**WORK ORDER**
Where a line in the listing contains the string "method", copy that line out.
━━━━━━━━━━━━━━━━
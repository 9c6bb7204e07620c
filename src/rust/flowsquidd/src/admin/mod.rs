//! Administrative HTTP API.
//!
//! * `GET /api/v1/updatedevices` asks for a device refresh within a second
//! * `GET /api/v1/devices` returns the cached devices

use crate::device_cache::DeviceCache;
use anyhow::Result;
use axum::extract::{ConnectInfo, Request, State};
use axum::http::StatusCode;
use axum::middleware::Next;
use axum::response::Response;
use axum::routing::get;
use axum::{Json, Router};
use flowsquid_inventory::DeviceRecord;
use std::net::SocketAddr;
use std::sync::Arc;
use std::time::Instant;
use tokio::net::TcpListener;
use tokio_util::sync::CancellationToken;
use tracing::info;

pub fn admin_router(cache: Arc<DeviceCache>) -> Router {
    Router::new()
        .route("/api/v1/updatedevices", get(update_devices))
        .route("/api/v1/devices", get(list_devices))
        .with_state(cache)
        .layer(axum::middleware::from_fn(log_requests))
}

/// Serves the admin API on `listen_address` until `cancel` fires.
pub async fn run_admin_server(
    listen_address: &str,
    cache: Arc<DeviceCache>,
    cancel: CancellationToken,
) -> Result<()> {
    let listener = TcpListener::bind(listen_address).await?;
    info!("Admin API listening on: [{listen_address}]");
    axum::serve(
        listener,
        admin_router(cache).into_make_service_with_connect_info::<SocketAddr>(),
    )
    .with_graceful_shutdown(async move { cancel.cancelled().await })
    .await?;
    info!("Admin API stopped");
    Ok(())
}

async fn update_devices(State(cache): State<Arc<DeviceCache>>) -> StatusCode {
    cache.schedule_immediate();
    StatusCode::OK
}

async fn list_devices(State(cache): State<Arc<DeviceCache>>) -> Json<Vec<DeviceRecord>> {
    Json(cache.devices())
}

async fn log_requests(
    peer: Option<ConnectInfo<SocketAddr>>,
    req: Request,
    next: Next,
) -> Response {
    let method = req.method().clone();
    let uri = req.uri().clone();
    let remote = req
        .headers()
        .get("X-Forwarded-For")
        .and_then(|v| v.to_str().ok())
        .map(str::to_string)
        .or_else(|| peer.map(|ConnectInfo(addr)| addr.to_string()))
        .unwrap_or_else(|| "-".to_string());

    info!("started {method} {uri} for {remote}");
    let started = Instant::now();
    let response = next.run(req).await;
    info!(
        "completed {method} {uri} for {remote}: {} in {:?}",
        response.status().as_u16(),
        started.elapsed()
    );
    response
}

#[cfg(test)]
mod test {
    use super::*;
    use crate::device_cache::test_support::device;
    use crate::device_cache::RefreshCommand;
    use std::net::Ipv4Addr;

    async fn serve(cache: Arc<DeviceCache>) -> (String, CancellationToken) {
        let listener = std::net::TcpListener::bind("127.0.0.1:0").unwrap();
        let addr = listener.local_addr().unwrap().to_string();
        drop(listener);
        let cancel = CancellationToken::new();
        let token = cancel.clone();
        let bind = addr.clone();
        tokio::spawn(async move { run_admin_server(&bind, cache, token).await });
        // Wait for the listener
        for _ in 0..50 {
            if tokio::net::TcpStream::connect(&addr).await.is_ok() {
                break;
            }
            tokio::time::sleep(std::time::Duration::from_millis(20)).await;
        }
        (format!("http://{addr}"), cancel)
    }

    #[tokio::test]
    async fn update_devices_schedules_a_refresh() {
        let (cache, mut commands) = DeviceCache::new();
        let (base, cancel) = serve(cache).await;
        let res = reqwest::get(format!("{base}/api/v1/updatedevices")).await.unwrap();
        assert_eq!(res.status().as_u16(), 200);
        assert_eq!(res.text().await.unwrap(), "");
        assert_eq!(commands.recv().await, Some(RefreshCommand::ScheduleImmediate));
        cancel.cancel();
    }

    #[tokio::test]
    async fn devices_returns_the_snapshot() {
        let (cache, _commands) = DeviceCache::new();
        cache.replace_snapshot(vec![
            device(Ipv4Addr::new(192, 168, 65, 10), "c8:58:c0:38:68:a5", "root-hp", "nb=vlad"),
            device(Ipv4Addr::new(192, 168, 65, 2), "", "printer", ""),
        ]);
        let (base, cancel) = serve(cache).await;
        let devices: Vec<DeviceRecord> = reqwest::get(format!("{base}/api/v1/devices"))
            .await
            .unwrap()
            .json()
            .await
            .unwrap();
        assert_eq!(devices.len(), 2);
        assert_eq!(devices[0].host_name, "printer");
        assert_eq!(devices[1].mac, "c8:58:c0:38:68:a5");
        cancel.cancel();
    }

    /// Collects formatted log output for assertions.
    #[derive(Clone, Default)]
    struct Captured(Arc<std::sync::Mutex<Vec<u8>>>);

    impl std::io::Write for Captured {
        fn write(&mut self, buf: &[u8]) -> std::io::Result<usize> {
            self.0.lock().unwrap().extend_from_slice(buf);
            Ok(buf.len())
        }

        fn flush(&mut self) -> std::io::Result<()> {
            Ok(())
        }
    }

    impl<'a> tracing_subscriber::fmt::MakeWriter<'a> for Captured {
        type Writer = Self;

        fn make_writer(&'a self) -> Self::Writer {
            self.clone()
        }
    }

    #[tokio::test]
    async fn unknown_path_is_not_found_and_logged() {
        // Current-thread runtime: the server task logs on this thread
        let captured = Captured::default();
        let subscriber = tracing_subscriber::fmt()
            .with_writer(captured.clone())
            .with_ansi(false)
            .finish();
        let _guard = tracing::subscriber::set_default(subscriber);

        let (cache, _commands) = DeviceCache::new();
        let (base, cancel) = serve(cache).await;
        let res = reqwest::get(format!("{base}/api/v1/nothing")).await.unwrap();
        assert_eq!(res.status().as_u16(), 404);
        cancel.cancel();

        let output = String::from_utf8(captured.0.lock().unwrap().clone()).unwrap();
        assert!(output.contains("started GET /api/v1/nothing"), "{output}");
        assert!(output.contains("completed GET /api/v1/nothing"), "{output}");
        assert!(output.contains(": 404 in"), "{output}");
    }
}
use crate::device_cache::{DeviceCache, RefreshCommand};
use chrono_tz::Tz;
use flowsquid_config::{Config, IgnoreList, SubnetMatcher};
use std::sync::Arc;
use tokio::sync::mpsc::Receiver;
use tokio_util::sync::CancellationToken;

/// Everything the long-running tasks share. Built once in `main` and
/// cloned into each task; nothing in here changes after startup except
/// the cache contents.
#[derive(Clone)]
pub struct Context {
    pub config: Arc<Config>,
    pub subnets: Arc<SubnetMatcher>,
    pub ignore: Arc<IgnoreList>,
    pub time_zone: Tz,
    pub cache: Arc<DeviceCache>,
    pub cancel: CancellationToken,
}

impl Context {
    /// Builds the context and hands back the refresh actor's command
    /// receiver.
    pub fn new(config: Config) -> (Self, Receiver<RefreshCommand>) {
        let subnets = Arc::new(config.subnet_matcher());
        let ignore = Arc::new(config.ignore());
        let time_zone = config.time_zone();
        let (cache, commands) = DeviceCache::new();
        let ctx = Self {
            config: Arc::new(config),
            subnets,
            ignore,
            time_zone,
            cache,
            cancel: CancellationToken::new(),
        };
        (ctx, commands)
    }
}
use anyhow::Result;
use flowsquid_config::Config;
use flowsquid_inventory::InventoryClient;
use flowsquidd::admin::run_admin_server;
use flowsquidd::device_cache::run_refresh_actor;
use flowsquidd::formatter::Formatter;
use flowsquidd::log_sink::LogSinks;
use flowsquidd::pipeline::{flow_channel, run_formatter};
use flowsquidd::receiver::run_receiver;
use flowsquidd::Context;
use signal_hook::{
    consts::{SIGHUP, SIGINT, SIGTERM},
    iterator::Signals,
};
use tokio_util::sync::CancellationToken;
use tracing::level_filters::LevelFilter;
use tracing::{error, info, warn};

/// Configure a highly detailed logging system. `RUST_LOG` overrides the
/// configured level.
pub fn set_console_logging(configured: &str) -> Result<()> {
    let requested = std::env::var("RUST_LOG").unwrap_or_else(|_| configured.to_string());
    let (level, known) = match requested.to_lowercase().as_str() {
        "trace" => (LevelFilter::TRACE, true),
        "debug" => (LevelFilter::DEBUG, true),
        "info" => (LevelFilter::INFO, true),
        "warn" | "warning" => (LevelFilter::WARN, true),
        "error" => (LevelFilter::ERROR, true),
        _ => (LevelFilter::INFO, false),
    };

    let subscriber = tracing_subscriber::fmt()
        .with_max_level(level)
        // Use a more compact, abbreviated log format
        .compact()
        // Display source code file paths
        .with_file(true)
        // Display source code line numbers
        .with_line_number(true)
        .with_thread_ids(false)
        .with_target(false)
        .finish();
    tracing::subscriber::set_global_default(subscriber)?;

    if !known {
        error!("Unknown log level '{requested}', using info");
    }
    Ok(())
}

/// SIGINT and SIGTERM cancel `cancel`; SIGHUP is logged and ignored.
fn spawn_signal_watcher(cancel: CancellationToken) -> Result<()> {
    let mut signals = Signals::new([SIGINT, SIGHUP, SIGTERM])?;
    std::thread::Builder::new()
        .name("Signal Handler".to_string())
        .spawn(move || {
            for sig in signals.forever() {
                match sig {
                    SIGINT => warn!("Terminating on SIGINT"),
                    SIGTERM => warn!("Terminating on SIGTERM"),
                    SIGHUP => {
                        warn!("SIGHUP received; configuration is only read at startup");
                        continue;
                    }
                    _ => {
                        warn!("No handler for signal: {sig}");
                        continue;
                    }
                }
                cancel.cancel();
                break;
            }
        })?;
    Ok(())
}

#[tokio::main]
async fn main() -> Result<()> {
    let config = Config::load()?;
    set_console_logging(&config.log_level)?;
    info!("flowsquid {} starting", env!("CARGO_PKG_VERSION"));

    let quotas = config.default_quotas_bytes();
    info!(
        "Default quotas (bytes): hourly={} daily={} monthly={}",
        quotas.hourly, quotas.daily, quotas.monthly
    );

    let (ctx, commands) = Context::new(config);
    if ctx.subnets.is_empty() {
        warn!("No local subnets configured; no flows will be logged");
    }
    if ctx.config.inventory_url.is_empty() {
        warn!("No inventory URL configured; device lookups will always miss");
    }

    // Fatal at startup: nowhere to write
    let sinks = LogSinks::open(&ctx.config)
        .await
        .inspect_err(|e| error!("{e}"))?;
    let inventory = InventoryClient::new(&ctx.config.inventory_url)?;
    info!("Device inventory: {}", inventory.url());

    spawn_signal_watcher(ctx.cancel.clone())?;

    let refresh = tokio::spawn(run_refresh_actor(
        ctx.cache.clone(),
        inventory,
        commands,
        ctx.config.refresh_interval,
        ctx.cancel.clone(),
    ));

    let admin = {
        let addr = ctx.config.admin_addr.clone();
        let cache = ctx.cache.clone();
        let cancel = ctx.cancel.clone();
        tokio::spawn(async move {
            if let Err(e) = run_admin_server(&addr, cache, cancel).await {
                error!("Admin API failed: {e:?}");
            }
        })
    };

    let (tx, rx) = flow_channel();
    let formatter = tokio::spawn(run_formatter(
        Formatter::new(&ctx),
        sinks,
        rx,
        ctx.cancel.clone(),
    ));
    let receiver = tokio::spawn(run_receiver(
        ctx.config.flow_addr.clone(),
        ctx.config.receive_buffer_size,
        tx,
        ctx.cancel.clone(),
    ));

    ctx.cancel.cancelled().await;
    info!("Shutting down");
    for (name, task) in [
        ("receiver", receiver),
        ("formatter", formatter),
        ("refresh", refresh),
        ("admin", admin),
    ] {
        if let Err(e) = task.await {
            error!("The {name} task failed: {e}");
        }
    }
    info!("flowsquid stopped");
    Ok(())
}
━━━━━━━━━━━━━━━━
**RESPONSE AREA**
    let method = req.method().clone();
    info!("started {method} {uri} for {remote}");
        "completed {method} {uri} for {remote}: {} in {:?}",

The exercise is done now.